Transcribe the records below exactly.
** Opening Available data block **
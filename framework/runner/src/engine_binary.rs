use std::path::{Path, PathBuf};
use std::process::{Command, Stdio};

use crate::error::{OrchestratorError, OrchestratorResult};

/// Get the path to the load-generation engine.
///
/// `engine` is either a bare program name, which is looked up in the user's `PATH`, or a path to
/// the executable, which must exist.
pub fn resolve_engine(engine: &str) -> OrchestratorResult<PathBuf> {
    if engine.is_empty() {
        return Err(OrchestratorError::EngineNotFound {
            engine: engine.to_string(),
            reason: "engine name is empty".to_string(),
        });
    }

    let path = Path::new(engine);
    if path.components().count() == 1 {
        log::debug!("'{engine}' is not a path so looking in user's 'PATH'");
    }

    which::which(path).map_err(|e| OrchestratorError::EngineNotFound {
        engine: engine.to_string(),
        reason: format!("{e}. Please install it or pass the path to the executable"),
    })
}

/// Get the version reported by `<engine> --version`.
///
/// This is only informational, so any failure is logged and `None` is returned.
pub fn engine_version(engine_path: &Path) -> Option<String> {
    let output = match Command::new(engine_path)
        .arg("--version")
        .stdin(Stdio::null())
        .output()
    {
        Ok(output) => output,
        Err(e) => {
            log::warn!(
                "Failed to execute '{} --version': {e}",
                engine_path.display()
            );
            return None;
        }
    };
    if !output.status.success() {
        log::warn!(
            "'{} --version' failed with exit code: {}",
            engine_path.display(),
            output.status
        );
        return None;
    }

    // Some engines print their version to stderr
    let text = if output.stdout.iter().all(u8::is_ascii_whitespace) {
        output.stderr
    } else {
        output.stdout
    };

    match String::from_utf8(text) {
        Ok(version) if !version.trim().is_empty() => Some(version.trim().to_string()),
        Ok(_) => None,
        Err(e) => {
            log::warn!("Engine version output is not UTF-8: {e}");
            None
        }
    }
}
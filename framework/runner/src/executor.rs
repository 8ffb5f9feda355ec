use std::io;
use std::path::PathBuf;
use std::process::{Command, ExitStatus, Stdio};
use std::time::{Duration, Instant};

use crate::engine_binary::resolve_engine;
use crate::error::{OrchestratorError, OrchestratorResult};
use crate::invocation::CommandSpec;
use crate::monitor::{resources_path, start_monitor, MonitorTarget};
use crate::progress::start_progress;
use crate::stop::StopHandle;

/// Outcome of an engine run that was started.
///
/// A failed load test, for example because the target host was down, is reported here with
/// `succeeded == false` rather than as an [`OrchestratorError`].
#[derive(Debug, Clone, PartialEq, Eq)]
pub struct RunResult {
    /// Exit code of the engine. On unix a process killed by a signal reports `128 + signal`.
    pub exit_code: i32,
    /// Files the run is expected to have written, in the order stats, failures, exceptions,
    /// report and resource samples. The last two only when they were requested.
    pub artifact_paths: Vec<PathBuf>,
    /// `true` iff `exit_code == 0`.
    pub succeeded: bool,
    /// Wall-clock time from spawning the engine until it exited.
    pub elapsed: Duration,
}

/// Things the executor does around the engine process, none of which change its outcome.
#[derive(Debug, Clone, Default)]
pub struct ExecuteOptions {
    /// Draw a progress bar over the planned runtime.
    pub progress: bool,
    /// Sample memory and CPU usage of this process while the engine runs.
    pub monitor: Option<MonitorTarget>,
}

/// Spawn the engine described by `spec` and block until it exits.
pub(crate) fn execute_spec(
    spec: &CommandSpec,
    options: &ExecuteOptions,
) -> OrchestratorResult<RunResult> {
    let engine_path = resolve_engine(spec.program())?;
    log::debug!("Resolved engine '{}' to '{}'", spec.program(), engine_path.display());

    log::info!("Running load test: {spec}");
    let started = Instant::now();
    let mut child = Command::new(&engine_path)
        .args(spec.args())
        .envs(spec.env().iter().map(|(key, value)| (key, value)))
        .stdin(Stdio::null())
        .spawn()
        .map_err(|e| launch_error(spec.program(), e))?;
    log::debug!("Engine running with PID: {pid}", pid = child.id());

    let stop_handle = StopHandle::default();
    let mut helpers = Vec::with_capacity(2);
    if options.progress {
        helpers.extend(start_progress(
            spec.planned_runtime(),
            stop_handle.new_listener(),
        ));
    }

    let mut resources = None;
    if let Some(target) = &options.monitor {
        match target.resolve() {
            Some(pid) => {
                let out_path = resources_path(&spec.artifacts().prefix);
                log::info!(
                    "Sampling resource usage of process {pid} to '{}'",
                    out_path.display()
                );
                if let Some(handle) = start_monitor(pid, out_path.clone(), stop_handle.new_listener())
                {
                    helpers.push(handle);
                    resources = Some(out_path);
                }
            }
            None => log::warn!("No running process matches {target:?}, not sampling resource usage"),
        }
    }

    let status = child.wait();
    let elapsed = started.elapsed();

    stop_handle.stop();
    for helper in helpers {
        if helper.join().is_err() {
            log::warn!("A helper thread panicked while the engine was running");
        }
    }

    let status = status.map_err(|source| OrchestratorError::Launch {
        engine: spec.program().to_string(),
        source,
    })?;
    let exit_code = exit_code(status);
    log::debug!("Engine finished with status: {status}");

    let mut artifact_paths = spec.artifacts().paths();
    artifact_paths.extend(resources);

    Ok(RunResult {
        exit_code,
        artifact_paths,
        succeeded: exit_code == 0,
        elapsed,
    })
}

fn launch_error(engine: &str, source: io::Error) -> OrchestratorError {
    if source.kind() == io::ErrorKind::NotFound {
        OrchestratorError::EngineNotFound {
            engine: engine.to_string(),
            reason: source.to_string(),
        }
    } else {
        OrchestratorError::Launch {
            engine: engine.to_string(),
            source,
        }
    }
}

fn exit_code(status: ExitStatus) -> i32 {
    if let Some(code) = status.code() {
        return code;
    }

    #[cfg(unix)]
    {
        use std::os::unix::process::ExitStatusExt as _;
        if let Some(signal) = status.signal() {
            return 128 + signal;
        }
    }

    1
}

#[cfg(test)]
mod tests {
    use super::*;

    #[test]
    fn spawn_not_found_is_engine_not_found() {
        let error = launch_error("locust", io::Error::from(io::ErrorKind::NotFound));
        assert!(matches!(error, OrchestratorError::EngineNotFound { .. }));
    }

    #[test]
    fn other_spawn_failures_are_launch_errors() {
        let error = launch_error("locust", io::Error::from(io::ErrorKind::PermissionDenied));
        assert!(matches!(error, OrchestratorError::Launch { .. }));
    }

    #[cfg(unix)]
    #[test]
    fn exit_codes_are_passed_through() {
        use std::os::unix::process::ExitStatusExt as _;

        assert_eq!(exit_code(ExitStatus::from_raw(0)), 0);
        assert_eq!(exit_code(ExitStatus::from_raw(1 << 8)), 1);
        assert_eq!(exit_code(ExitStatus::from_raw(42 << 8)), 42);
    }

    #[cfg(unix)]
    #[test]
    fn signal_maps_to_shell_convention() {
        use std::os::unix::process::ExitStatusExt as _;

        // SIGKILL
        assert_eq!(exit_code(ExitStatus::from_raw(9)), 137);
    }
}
** Closing Available data block **
**Answer to the exercise:**
filename framework/runner/src/engine_binary.rs
use std::path::{Path, PathBuf};
use std::process::{Command, Stdio};

use crate::error::{OrchestratorError, OrchestratorResult};

/// Get the path to the load-generation engine.
///
/// `engine` is either a bare program name, which is looked up in the user's `PATH`, or a path to
/// the executable, which must exist.
pub fn resolve_engine(engine: &str) -> OrchestratorResult<PathBuf> {
    if engine.is_empty() {
        return Err(OrchestratorError::EngineNotFound {
            engine: engine.to_string(),
            reason: "engine name is empty".to_string(),
        });
    }

    let path = Path::new(engine);
    if path.components().count() == 1 {
        log::debug!("'{engine}' is not a path so looking in user's 'PATH'");
    }

    which::which(path).map_err(|e| OrchestratorError::EngineNotFound {
        engine: engine.to_string(),
        reason: format!("{e}. Please install it or pass the path to the executable"),
    })
}

/// Get the version reported by `<engine> --version`.
///
/// This is only informational, so any failure is logged and `None` is returned.
pub fn engine_version(engine_path: &Path) -> Option<String> {
    let output = match Command::new(engine_path)
        .arg("--version")
        .stdin(Stdio::null())
        .output()
    {
        Ok(output) => output,
        Err(e) => {
            log::warn!(
                "Failed to execute '{} --version': {e}",
                engine_path.display()
            );
            return None;
        }
    };
    if !output.status.success() {
        log::warn!(
            "'{} --version' failed with exit code: {}",
            engine_path.display(),
            output.status
        );
        return None;
    }

    // Some engines print their version to stderr
    let text = if output.stdout.iter().all(u8::is_ascii_whitespace) {
        output.stderr
    } else {
        output.stdout
    };

    match String::from_utf8(text) {
        Ok(version) if !version.trim().is_empty() => Some(version.trim().to_string()),
        Ok(_) => None,
        Err(e) => {
            log::warn!("Engine version output is not UTF-8: {e}");
            None
        }
    }
}
filename framework/runner/src/executor.rs
repository 8ffb5f9feda355ec
use std::io;
use std::path::PathBuf;
use std::process::{Command, ExitStatus, Stdio};
use std::time::{Duration, Instant};

use crate::engine_binary::resolve_engine;
use crate::error::{OrchestratorError, OrchestratorResult};
use crate::invocation::CommandSpec;
use crate::monitor::{resources_path, start_monitor, MonitorTarget};
use crate::progress::start_progress;
use crate::stop::StopHandle;

/// Outcome of an engine run that was started.
///
/// A failed load test, for example because the target host was down, is reported here with
/// `succeeded == false` rather than as an [`OrchestratorError`].
#[derive(Debug, Clone, PartialEq, Eq)]
pub struct RunResult {
    /// Exit code of the engine. On unix a process killed by a signal reports `128 + signal`.
    pub exit_code: i32,
    /// Files the run is expected to have written, in the order stats, failures, exceptions,
    /// report and resource samples. The last two only when they were requested.
    pub artifact_paths: Vec<PathBuf>,
    /// `true` iff `exit_code == 0`.
    pub succeeded: bool,
    /// Wall-clock time from spawning the engine until it exited.
    pub elapsed: Duration,
}

/// Things the executor does around the engine process, none of which change its outcome.
#[derive(Debug, Clone, Default)]
pub struct ExecuteOptions {
    /// Draw a progress bar over the planned runtime.
    pub progress: bool,
    /// Sample memory and CPU usage of this process while the engine runs.
    pub monitor: Option<MonitorTarget>,
}

/// Spawn the engine described by `spec` and block until it exits.
pub(crate) fn execute_spec(
    spec: &CommandSpec,
    options: &ExecuteOptions,
) -> OrchestratorResult<RunResult> {
    let engine_path = resolve_engine(spec.program())?;
    log::debug!("Resolved engine '{}' to '{}'", spec.program(), engine_path.display());

    log::info!("Running load test: {spec}");
    let started = Instant::now();
    let mut child = Command::new(&engine_path)
        .args(spec.args())
        .envs(spec.env().iter().map(|(key, value)| (key, value)))
        .stdin(Stdio::null())
        .spawn()
        .map_err(|e| launch_error(spec.program(), e))?;
    log::debug!("Engine running with PID: {pid}", pid = child.id());

    let stop_handle = StopHandle::default();
    let mut helpers = Vec::with_capacity(2);
    if options.progress {
        helpers.extend(start_progress(
            spec.planned_runtime(),
            stop_handle.new_listener(),
        ));
    }

    let mut resources = None;
    if let Some(target) = &options.monitor {
        match target.resolve() {
            Some(pid) => {
                let out_path = resources_path(&spec.artifacts().prefix);
                log::info!(
                    "Sampling resource usage of process {pid} to '{}'",
                    out_path.display()
                );
                if let Some(handle) = start_monitor(pid, out_path.clone(), stop_handle.new_listener())
                {
                    helpers.push(handle);
                    resources = Some(out_path);
                }
            }
            None => log::warn!("No running process matches {target:?}, not sampling resource usage"),
        }
    }

    let status = child.wait();
    let elapsed = started.elapsed();

    stop_handle.stop();
    for helper in helpers {
        if helper.join().is_err() {
            log::warn!("A helper thread panicked while the engine was running");
        }
    }

    let status = status.map_err(|source| OrchestratorError::Launch {
        engine: spec.program().to_string(),
        source,
    })?;
    let exit_code = exit_code(status);
    log::debug!("Engine finished with status: {status}");

    let mut artifact_paths = spec.artifacts().paths();
    artifact_paths.extend(resources);

    Ok(RunResult {
        exit_code,
        artifact_paths,
        succeeded: exit_code == 0,
        elapsed,
    })
}

fn launch_error(engine: &str, source: io::Error) -> OrchestratorError {
    if source.kind() == io::ErrorKind::NotFound {
        OrchestratorError::EngineNotFound {
            engine: engine.to_string(),
            reason: source.to_string(),
        }
    } else {
        OrchestratorError::Launch {
            engine: engine.to_string(),
            source,
        }
    }
}

fn exit_code(status: ExitStatus) -> i32 {
    if let Some(code) = status.code() {
        return code;
    }

    #[cfg(unix)]
    {
        use std::os::unix::process::ExitStatusExt as _;
        if let Some(signal) = status.signal() {
            return 128 + signal;
        }
    }

    1
}

#[cfg(test)]
mod tests {
    use super::*;

    #[test]
    fn spawn_not_found_is_engine_not_found() {
        let error = launch_error("locust", io::Error::from(io::ErrorKind::NotFound));
        assert!(matches!(error, OrchestratorError::EngineNotFound { .. }));
    }

    #[test]
    fn other_spawn_failures_are_launch_errors() {
        let error = launch_error("locust", io::Error::from(io::ErrorKind::PermissionDenied));
        assert!(matches!(error, OrchestratorError::Launch { .. }));
    }

    #[cfg(unix)]
    #[test]
    fn exit_codes_are_passed_through() {
        use std::os::unix::process::ExitStatusExt as _;

        assert_eq!(exit_code(ExitStatus::from_raw(0)), 0);
        assert_eq!(exit_code(ExitStatus::from_raw(1 << 8)), 1);
        assert_eq!(exit_code(ExitStatus::from_raw(42 << 8)), 42);
    }

    #[cfg(unix)]
    #[test]
    fn signal_maps_to_shell_convention() {
        use std::os::unix::process::ExitStatusExt as _;

        // SIGKILL
        assert_eq!(exit_code(ExitStatus::from_raw(9)), 137);
    }
}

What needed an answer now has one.